[ENTRIES SHOWN]:
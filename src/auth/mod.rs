use once_cell::sync::Lazy;
use serde::{Deserialize, Serialize};
use uuid::Uuid;

/// Role attached to a console user. Comparisons are plain string/enum
/// checks used to hide UI affordances; nothing here is a trust boundary —
/// the hosted backend applies its own row-level rules.
#[derive(Debug, Clone, Copy, PartialEq, Eq, Serialize, Deserialize)]
#[serde(rename_all = "lowercase")]
pub enum Role {
    Admin,
    Coordinator,
}

/// Sections of the admin console that can be gated per role.
#[derive(Debug, Clone, Copy, PartialEq, Eq)]
pub enum Section {
    Dashboard,
    Bookings,
    Clients,
    Careers,
    Inventory,
    Staff,
    Gallery,
    Notifications,
}

impl Role {
    pub fn can_manage(&self, section: Section) -> bool {
        match self {
            Role::Admin => true,
            Role::Coordinator => matches!(
                section,
                Section::Dashboard | Section::Bookings | Section::Clients | Section::Gallery
            ),
        }
    }
}

#[derive(Debug, Clone, Serialize)]
pub struct ConsoleUser {
    pub id: Uuid,
    pub username: String,
    pub display_name: String,
    pub role: Role,
    #[serde(skip_serializing)]
    password: String,
}

// Mocked directory: exactly two console users until real auth arrives.
static DIRECTORY: Lazy<Vec<ConsoleUser>> = Lazy::new(|| {
    vec![
        ConsoleUser {
            id: Uuid::new_v4(),
            username: "admin".to_string(),
            display_name: "Operations Admin".to_string(),
            role: Role::Admin,
            password: "admin2024".to_string(),
        },
        ConsoleUser {
            id: Uuid::new_v4(),
            username: "coordinator".to_string(),
            display_name: "Protocol Coordinator".to_string(),
            role: Role::Coordinator,
            password: "protocol2024".to_string(),
        },
    ]
});

pub fn authenticate(username: &str, password: &str) -> Option<&'static ConsoleUser> {
    DIRECTORY
        .iter()
        .find(|u| u.username == username && u.password == password)
}
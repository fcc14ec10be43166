use serde::{Deserialize, Serialize};

#[derive(Debug, Clone, Serialize, Deserialize)]
pub struct GalleryPhotoRow {
    pub id: String,
    #[serde(default)]
    pub title: Option<String>,
    #[serde(default)]
    pub url: String,
    #[serde(default)]
    pub event_type: Option<String>,
    #[serde(default)]
    pub taken_at: Option<String>,
    #[serde(default)]
    pub created_at: Option<String>,
}
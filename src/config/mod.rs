use once_cell::sync::Lazy;
use serde::{Deserialize, Serialize};
use std::env;

#[derive(Debug, Clone, Serialize, Deserialize)]
pub struct AppConfig {
    pub environment: Environment,
    pub database: DatabaseConfig,
    pub sync: SyncConfig,
    pub export: ExportConfig,
}

#[derive(Debug, Clone, Serialize, Deserialize)]
pub enum Environment {
    Development,
    Staging,
    Production,
}

#[derive(Debug, Clone, Serialize, Deserialize)]
pub struct DatabaseConfig {
    pub max_connections: u32,
    pub connect_timeout_secs: u64,
    pub enable_query_logging: bool,
}

#[derive(Debug, Clone, Serialize, Deserialize)]
pub struct SyncConfig {
    /// Postgres NOTIFY channel carrying row-change payloads.
    pub notify_channel: String,
    /// Buffered capacity of the in-process change-feed broadcast.
    pub feed_buffer: usize,
}

#[derive(Debug, Clone, Serialize, Deserialize)]
pub struct ExportConfig {
    /// Hard cap on rows per exported table.
    pub max_rows: usize,
}

impl AppConfig {
    pub fn from_env() -> Self {
        let environment = match env::var("APP_ENV").as_deref() {
            Ok("production") | Ok("prod") => Environment::Production,
            Ok("staging") | Ok("stage") => Environment::Staging,
            _ => Environment::Development,
        };

        // Set defaults based on environment, then override with specific env vars
        match environment {
            Environment::Production => Self::production(),
            Environment::Staging => Self::staging(),
            Environment::Development => Self::development(),
        }
        .with_env_overrides()
    }

    fn with_env_overrides(mut self) -> Self {
        // Database overrides
        if let Ok(v) = env::var("DATABASE_MAX_CONNECTIONS") {
            self.database.max_connections = v.parse().unwrap_or(self.database.max_connections);
        }
        if let Ok(v) = env::var("DATABASE_CONNECT_TIMEOUT") {
            self.database.connect_timeout_secs = v.parse().unwrap_or(self.database.connect_timeout_secs);
        }
        if let Ok(v) = env::var("DATABASE_ENABLE_QUERY_LOGGING") {
            self.database.enable_query_logging = v.parse().unwrap_or(self.database.enable_query_logging);
        }

        // Sync overrides
        if let Ok(v) = env::var("SYNC_NOTIFY_CHANNEL") {
            if !v.trim().is_empty() {
                self.sync.notify_channel = v.trim().to_string();
            }
        }
        if let Ok(v) = env::var("SYNC_FEED_BUFFER") {
            self.sync.feed_buffer = v.parse().unwrap_or(self.sync.feed_buffer);
        }

        // Export overrides
        if let Ok(v) = env::var("EXPORT_MAX_ROWS") {
            self.export.max_rows = v.parse().unwrap_or(self.export.max_rows);
        }

        self
    }

    fn development() -> Self {
        Self {
            environment: Environment::Development,
            database: DatabaseConfig {
                max_connections: 10,
                connect_timeout_secs: 30,
                enable_query_logging: true,
            },
            sync: SyncConfig {
                notify_channel: "row_changes".to_string(),
                feed_buffer: 64,
            },
            export: ExportConfig { max_rows: 10_000 },
        }
    }

    fn staging() -> Self {
        Self {
            environment: Environment::Staging,
            database: DatabaseConfig {
                max_connections: 20,
                connect_timeout_secs: 10,
                enable_query_logging: true,
            },
            sync: SyncConfig {
                notify_channel: "row_changes".to_string(),
                feed_buffer: 128,
            },
            export: ExportConfig { max_rows: 50_000 },
        }
    }

    fn production() -> Self {
        Self {
            environment: Environment::Production,
            database: DatabaseConfig {
                max_connections: 50,
                connect_timeout_secs: 5,
                enable_query_logging: false,
            },
            sync: SyncConfig {
                notify_channel: "row_changes".to_string(),
                feed_buffer: 256,
            },
            export: ExportConfig { max_rows: 50_000 },
        }
    }
}

// Global singleton config - initialized once at startup
pub static CONFIG: Lazy<AppConfig> = Lazy::new(AppConfig::from_env);

// Convenience function for accessing config
pub fn config() -> &'static AppConfig {
    &CONFIG
}
pub mod booking;
pub mod careers;
pub mod client;
pub mod gallery;
pub mod inventory;
pub mod notification;
pub mod staff;

pub use booking::{MeetingRequestRow, ServiceRequestRow};
pub use careers::{CareerApplicationRow, JobPostingRow};
pub use client::ClientRow;
pub use gallery::GalleryPhotoRow;
pub use inventory::InventoryItemRow;
pub use notification::EmailNotificationRow;
pub use staff::StaffMemberRow;

use serde::de::DeserializeOwned;
use serde::Serialize;

use crate::tables::Table;

/// Compile-time mapping from a typed row shape to its backend table.
///
/// Lets typed read/write helpers dispatch on the row type alone instead of
/// threading table names through call sites.
pub trait TableRow: Serialize + DeserializeOwned + Send {
    const TABLE: Table;
}

impl TableRow for MeetingRequestRow {
    const TABLE: Table = Table::MeetingRequests;
}

impl TableRow for ServiceRequestRow {
    const TABLE: Table = Table::VvipServiceRequests;
}

impl TableRow for ClientRow {
    const TABLE: Table = Table::Clients;
}

impl TableRow for JobPostingRow {
    const TABLE: Table = Table::JobPostings;
}

impl TableRow for CareerApplicationRow {
    const TABLE: Table = Table::CareerApplications;
}

impl TableRow for InventoryItemRow {
    const TABLE: Table = Table::InventoryItems;
}

impl TableRow for StaffMemberRow {
    const TABLE: Table = Table::StaffMembers;
}

impl TableRow for GalleryPhotoRow {
    const TABLE: Table = Table::GalleryPhotos;
}

impl TableRow for EmailNotificationRow {
    const TABLE: Table = Table::EmailNotifications;
}
use serde::{Deserialize, Serialize};

#[derive(Debug, Clone, Serialize, Deserialize)]
pub struct JobPostingRow {
    pub id: String,
    #[serde(default)]
    pub title: String,
    #[serde(default)]
    pub department: Option<String>,
    #[serde(default)]
    pub location: Option<String>,
    #[serde(default)]
    pub employment_type: Option<String>,
    #[serde(default)]
    pub description: Option<String>,
    #[serde(default = "default_open")]
    pub is_open: bool,
    #[serde(default)]
    pub created_at: Option<String>,
}

fn default_open() -> bool {
    true
}

#[derive(Debug, Clone, Serialize, Deserialize)]
pub struct CareerApplicationRow {
    pub id: String,
    #[serde(default)]
    pub job_id: Option<String>,
    #[serde(default)]
    pub full_name: String,
    #[serde(default)]
    pub email: String,
    #[serde(default)]
    pub phone: String,
    #[serde(default)]
    pub cover_letter: Option<String>,
    #[serde(default)]
    pub resume_url: Option<String>,
    #[serde(default)]
    pub status: Option<String>,
    #[serde(default)]
    pub created_at: Option<String>,
}
// Live read-path for backend tables: one fetch loop per table, shared by
// every consumer, invalidated by the change feed. No row-level patching:
// each invalidation refetches the whole table and the result is trusted as
// ground truth.

use serde_json::Value;
use std::collections::HashMap;
use std::sync::{Arc, Weak};
use thiserror::Error;
use tokio::sync::{broadcast, watch, Mutex, Notify};
use tokio::task::JoinHandle;
use tracing::{debug, warn};

use crate::live::feed::{ChangeEvent, ChangeFeedHub};
use crate::store::{SelectQuery, TableStore};
use crate::tables::Table;

#[derive(Debug, Error)]
pub enum SyncError {
    #[error("Subscription closed")]
    Closed,
}

/// Point-in-time view of one table's cache entry.
#[derive(Debug, Clone)]
pub struct TableSnapshot {
    pub rows: Arc<Vec<Value>>,
    pub is_loading: bool,
    /// Last fetch failure, if any. Rows keep their previous value on
    /// failure, so stale data stays visible until a refetch succeeds.
    pub error: Option<String>,
}

impl TableSnapshot {
    fn initial() -> Self {
        Self {
            rows: Arc::new(Vec::new()),
            is_loading: true,
            error: None,
        }
    }
}

/// Shared cache of live table reads.
///
/// The cache key is the table: concurrent subscribers to the same table
/// share one entry, one fetch loop, and one change-feed receiver. The entry
/// is torn down when the last [`TableSubscription`] handle drops.
pub struct SyncEngine {
    store: Arc<dyn TableStore>,
    feed: ChangeFeedHub,
    active: Mutex<HashMap<Table, Weak<SharedSubscription>>>,
}

struct SharedSubscription {
    table: Table,
    refresh: Arc<Notify>,
    snapshot: watch::Receiver<TableSnapshot>,
    task: JoinHandle<()>,
}

impl Drop for SharedSubscription {
    fn drop(&mut self) {
        // Last consumer unmounted; leaving the loop running would leak the
        // feed receiver and keep refetching a table nobody reads.
        self.task.abort();
        debug!(table = %self.table, "closed live table subscription");
    }
}

/// Handle to one table's live cache entry. Clone to add a consumer; the
/// underlying loop survives until every handle is gone.
pub struct TableSubscription {
    shared: Arc<SharedSubscription>,
    rx: watch::Receiver<TableSnapshot>,
}

impl SyncEngine {
    pub fn new(store: Arc<dyn TableStore>, feed: ChangeFeedHub) -> Self {
        Self {
            store,
            feed,
            active: Mutex::new(HashMap::new()),
        }
    }

    /// Subscribe to a table with the default projection (all columns, no
    /// explicit order).
    pub async fn subscribe(&self, table: Table) -> TableSubscription {
        self.subscribe_with(table, SelectQuery::default()).await
    }

    /// Subscribe with an explicit projection.
    ///
    /// Entries are keyed by table alone, so the first subscriber's query is
    /// the one the shared loop runs; callers are expected to use a
    /// consistent projection per table.
    pub async fn subscribe_with(&self, table: Table, query: SelectQuery) -> TableSubscription {
        let mut active = self.active.lock().await;
        active.retain(|_, weak| weak.strong_count() > 0);

        if let Some(shared) = active.get(&table).and_then(Weak::upgrade) {
            let rx = shared.snapshot.clone();
            return TableSubscription { shared, rx };
        }

        let (tx, rx) = watch::channel(TableSnapshot::initial());
        let refresh = Arc::new(Notify::new());
        let task = spawn_fetch_loop(
            Arc::clone(&self.store),
            table,
            query,
            tx,
            self.feed.subscribe(),
            Arc::clone(&refresh),
        );

        let shared = Arc::new(SharedSubscription {
            table,
            refresh,
            snapshot: rx.clone(),
            task,
        });
        active.insert(table, Arc::downgrade(&shared));
        debug!(table = %table, "opened live table subscription");

        TableSubscription { shared, rx }
    }
}

fn spawn_fetch_loop(
    store: Arc<dyn TableStore>,
    table: Table,
    query: SelectQuery,
    tx: watch::Sender<TableSnapshot>,
    mut feed_rx: broadcast::Receiver<ChangeEvent>,
    refresh: Arc<Notify>,
) -> JoinHandle<()> {
    tokio::spawn(async move {
        loop {
            tx.send_modify(|snap| snap.is_loading = true);

            match store.fetch(table, &query).await {
                Ok(rows) => {
                    tx.send_modify(|snap| {
                        snap.rows = Arc::new(rows);
                        snap.is_loading = false;
                        snap.error = None;
                    });
                }
                Err(err) => {
                    warn!(table = %table, error = %err, "table refetch failed; keeping previous rows");
                    tx.send_modify(|snap| {
                        snap.is_loading = false;
                        snap.error = Some(err.to_string());
                    });
                }
            }

            // Block until this table is invalidated, by a matching change
            // event or a manual refresh.
            loop {
                tokio::select! {
                    _ = refresh.notified() => break,
                    event = feed_rx.recv() => match event {
                        Ok(ev) if ev.table == table => break,
                        Ok(_) => continue,
                        Err(broadcast::error::RecvError::Lagged(skipped)) => {
                            debug!(table = %table, skipped, "change feed lagged; refetching");
                            break;
                        }
                        Err(broadcast::error::RecvError::Closed) => return,
                    },
                }
            }

            // Coalesce notifications that queued up while we were waiting;
            // the refetch about to run observes their effects anyway.
            while feed_rx.try_recv().is_ok() {}
        }
    })
}

impl TableSubscription {
    pub fn table(&self) -> Table {
        self.shared.table
    }

    /// Current snapshot, without waiting.
    pub fn snapshot(&self) -> TableSnapshot {
        self.rx.borrow().clone()
    }

    /// Wait for the next snapshot change.
    pub async fn changed(&mut self) -> Result<TableSnapshot, SyncError> {
        self.rx.changed().await.map_err(|_| SyncError::Closed)?;
        Ok(self.rx.borrow_and_update().clone())
    }

    /// Wait until the entry is not mid-fetch and return it.
    pub async fn ready(&mut self) -> Result<TableSnapshot, SyncError> {
        let snap = self
            .rx
            .wait_for(|snap| !snap.is_loading)
            .await
            .map_err(|_| SyncError::Closed)?;
        Ok(snap.clone())
    }

    /// Force a refetch without waiting for a change event.
    pub fn refresh(&self) {
        self.shared.refresh.notify_one();
    }
}

impl Clone for TableSubscription {
    fn clone(&self) -> Self {
        Self {
            shared: Arc::clone(&self.shared),
            rx: self.rx.clone(),
        }
    }
}
use rust_decimal::Decimal;
use serde::{Deserialize, Serialize};

/// Row shape of the `meeting_requests` table.
///
/// Timestamps stay as raw ISO-8601 strings: rows arrive from a hosted
/// backend that has been seeded by several client apps over time, and a
/// date-only or otherwise odd `created_at` must not drop the record.
#[derive(Debug, Clone, Serialize, Deserialize)]
pub struct MeetingRequestRow {
    pub id: String,
    #[serde(default)]
    pub full_name: String,
    #[serde(default)]
    pub email: String,
    #[serde(default)]
    pub phone: String,
    #[serde(default)]
    pub event_type: Option<String>,
    #[serde(default)]
    pub event_date: Option<String>,
    #[serde(default)]
    pub location: Option<String>,
    #[serde(default)]
    pub protocol_officers: Option<i64>,
    #[serde(default)]
    pub vision: Option<String>,
    #[serde(default)]
    pub status: Option<String>,
    #[serde(default)]
    pub created_at: Option<String>,
}

/// Row shape of the `vvip_service_requests` table.
#[derive(Debug, Clone, Serialize, Deserialize)]
pub struct ServiceRequestRow {
    pub id: String,
    #[serde(default)]
    pub full_name: String,
    #[serde(default)]
    pub email: String,
    #[serde(default)]
    pub phone: String,
    #[serde(default)]
    pub service_type: Option<String>,
    #[serde(default)]
    pub event_date: Option<String>,
    #[serde(default)]
    pub location: Option<String>,
    #[serde(default)]
    pub requirements: Option<String>,
    #[serde(default)]
    pub estimated_cost: Option<Decimal>,
    #[serde(default)]
    pub status: Option<String>,
    #[serde(default)]
    pub created_at: Option<String>,
}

[EXERCISE GOAL]: All that is needed is how many lines of the data contain "StaffMemberRow", stated as a number.

[ANSWER SPACE]: 2